The Council will be apprised of the performance report of the Competition Commission of India (CCI) for the April-June quarter (first quarter, or Q1) of the current financial year (2023-24), which revealed that not a single case had been resolved during the period, according to a source privy to the agenda.

This will be the first performance review of anti-profiteering cases since they were taken over by India’s antitrust regulator on December 1, 2022, replacing the National Anti-Profiteering Authority (NAA) in order to check unfair profiteering activities by registered suppliers.

According to the status report likely to be presented before the Council on October 7, the CCI received a total of 27 complaints during Q1, of which it took up 12 cases related to profiteering and provided necessary direction.
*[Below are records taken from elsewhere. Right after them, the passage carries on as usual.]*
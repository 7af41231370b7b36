use serde_json::{json, Value};

use crate::api::ProviderKind;
use crate::provisioning::{
    CommitDefinition, MaintenanceDefinition, PipelineDefinition, ProviderDefinition, StepContext,
    StepError,
};

fn add_integration(ctx: &StepContext<'_>) -> Result<Value, StepError> {
    Ok(json!({ "userToken": ctx.credential("userToken")? }))
}

/// No setup chain; the token is validated by the backend on activation
pub fn definition() -> ProviderDefinition {
    ProviderDefinition {
        kind: ProviderKind::Pagerduty,
        required_credentials: &["userToken"],
        selection_label: None,
        targets: None,
        setup: PipelineDefinition::new(Vec::new()),
        commit: CommitDefinition {
            operation: "add-integration",
            build: add_integration,
            duplicate_hint: "Duplicate integration: this PagerDuty account has already been added.",
        },
        maintenance: MaintenanceDefinition {
            test: PipelineDefinition::new(Vec::new()),
            update_operation: Some("update-api-key"),
            update_field: "userToken",
            teardown: Vec::new(),
        },
    }
}
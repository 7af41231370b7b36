use serde::Serialize;
use serde_json::Value;
use std::fmt;

use super::step::{StepKind, StepTable};

/// Why the commit call is not available
#[derive(Debug, Clone, Copy, PartialEq, Eq, Serialize)]
pub enum CommitBlocker {
    /// The forward chain has not run to the end in this run
    Incomplete,
    Pending(StepKind),
    Failed(StepKind),
    RollbackInProgress,
    /// One commit per run; a new run needs a new Test
    AlreadyAttempted,
}

impl fmt::Display for CommitBlocker {
    fn fmt(&self, f: &mut fmt::Formatter<'_>) -> fmt::Result {
        match self {
            CommitBlocker::Incomplete => f.write_str("the test chain has not completed"),
            CommitBlocker::Pending(step) => write!(f, "{} is still running", step.label()),
            CommitBlocker::Failed(step) => write!(f, "{} failed", step.label()),
            CommitBlocker::RollbackInProgress => f.write_str("a rollback is in progress"),
            CommitBlocker::AlreadyAttempted => {
                f.write_str("commit was already attempted; run the test again")
            }
        }
    }
}

/// Composite readiness predicate for the final activation call
#[derive(Debug, Clone, Copy)]
pub struct CommitGate<'a> {
    pub steps: &'a StepTable,
    pub rollback_in_progress: bool,
    pub commit_attempted: bool,
}

impl<'a> CommitGate<'a> {
    pub fn check(&self) -> Result<(), CommitBlocker> {
        if self.rollback_in_progress {
            return Err(CommitBlocker::RollbackInProgress);
        }
        if self.commit_attempted {
            return Err(CommitBlocker::AlreadyAttempted);
        }
        if let Some(pending) = self.steps.states().iter().find(|s| s.pending) {
            return Err(CommitBlocker::Pending(pending.kind));
        }
        if let Some((step, _)) = self.steps.first_error() {
            return Err(CommitBlocker::Failed(step));
        }
        if !self.steps.all_succeeded() {
            return Err(CommitBlocker::Incomplete);
        }
        Ok(())
    }

    pub fn is_open(&self) -> bool {
        self.check().is_ok()
    }
}

/// Result of a successful commit
#[derive(Debug, Clone, PartialEq, Serialize)]
pub struct CommitReceipt {
    /// Body sent to the activation endpoint
    pub payload: Value,
    pub response: Value,
}

#[cfg(test)]
mod tests {
    use super::*;
    use crate::provisioning::progress::Progress;
    use crate::provisioning::step::{StepError, StepErrorKind, StepOutcome};
    use serde_json::json;

    const CHAIN: [StepKind; 2] = [StepKind::CheckAccess, StepKind::CreateWebhook];

    fn completed() -> StepTable {
        let mut table = StepTable::new(&CHAIN);
        for kind in CHAIN {
            table.begin(kind).unwrap();
            table
                .complete(kind, StepOutcome::Succeeded(json!({})), Progress::default())
                .unwrap();
        }
        table
    }

    fn gate(steps: &StepTable) -> CommitGate<'_> {
        CommitGate {
            steps,
            rollback_in_progress: false,
            commit_attempted: false,
        }
    }

    #[test]
    fn test_open_after_clean_run() {
        let table = completed();
        assert!(gate(&table).is_open());
    }

    #[test]
    fn test_closed_before_any_run() {
        let table = StepTable::new(&CHAIN);
        assert_eq!(gate(&table).check(), Err(CommitBlocker::Incomplete));
    }

    #[test]
    fn test_closed_while_step_pending() {
        let mut table = StepTable::new(&CHAIN);
        table.begin(StepKind::CheckAccess).unwrap();
        assert_eq!(
            gate(&table).check(),
            Err(CommitBlocker::Pending(StepKind::CheckAccess))
        );
    }

    #[test]
    fn test_closed_on_error() {
        let mut table = StepTable::new(&CHAIN);
        table.begin(StepKind::CheckAccess).unwrap();
        table
            .complete(
                StepKind::CheckAccess,
                StepOutcome::Failed(StepError::new(StepErrorKind::Rejected, "401")),
                Progress::default(),
            )
            .unwrap();
        assert_eq!(
            gate(&table).check(),
            Err(CommitBlocker::Failed(StepKind::CheckAccess))
        );
    }

    #[test]
    fn test_closed_during_rollback_and_after_attempt() {
        let table = completed();
        let mut g = gate(&table);
        g.rollback_in_progress = true;
        assert_eq!(g.check(), Err(CommitBlocker::RollbackInProgress));

        let mut g = gate(&table);
        g.commit_attempted = true;
        assert_eq!(g.check(), Err(CommitBlocker::AlreadyAttempted));
    }

    #[test]
    fn test_closed_after_restart() {
        let mut table = completed();
        table.restart();
        assert_eq!(gate(&table).check(), Err(CommitBlocker::Incomplete));
    }
}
The remaining complaints pertained to other GST issues, which were referred to the concerned state and central GST authorities for further action.

The data further showed that about 176 cases are pending, the majority of which were transferred from the erstwhile authority, NAA, and are from the previous quarter. Of these, investigations in six cases confirmed profiteering and were submitted to CCI.

Following the investigation report, the authority passes an order after hearing both parties. If CCI finds that a supplier has engaged in profiteering, it must return the profiteered amount along with 18 per cent interest to the consumer.

Experts attribute the delay to a lack of quorum in CCI during the period.

Vaibhav Choukse, partner and head of competition law at JSA, said, “Section 22 of the Competition Act requires a quorum of at least three members to decide a case before CCI. During Q1 and the second quarter of 2023, CCI lacked a quorum as it had only two members after the retirement of the chairperson in October 2022, making it unable to exercise its adjudicatory role in pending cases. This may be one of the reasons for the delay in handling anti-profiteering cases.”

Notably, on September 19, the Centre appointed three new members to the CCI. With the appointment of the new members, the total strength of the CCI has increased to four, including the chairperson of the commission.

With CCI now functioning at full capacity, matters are expected to be fast-tracked, which will be reflected in the remaining quarters of the current financial year, according to another expert.

Since December 1, CCI has been mandated to investigate anti-profiteering issues related to GST and examine whether input tax credits availed of by any registered person or the reduction in the tax rate have actually resulted in a commensurate reduction in the price of goods or services.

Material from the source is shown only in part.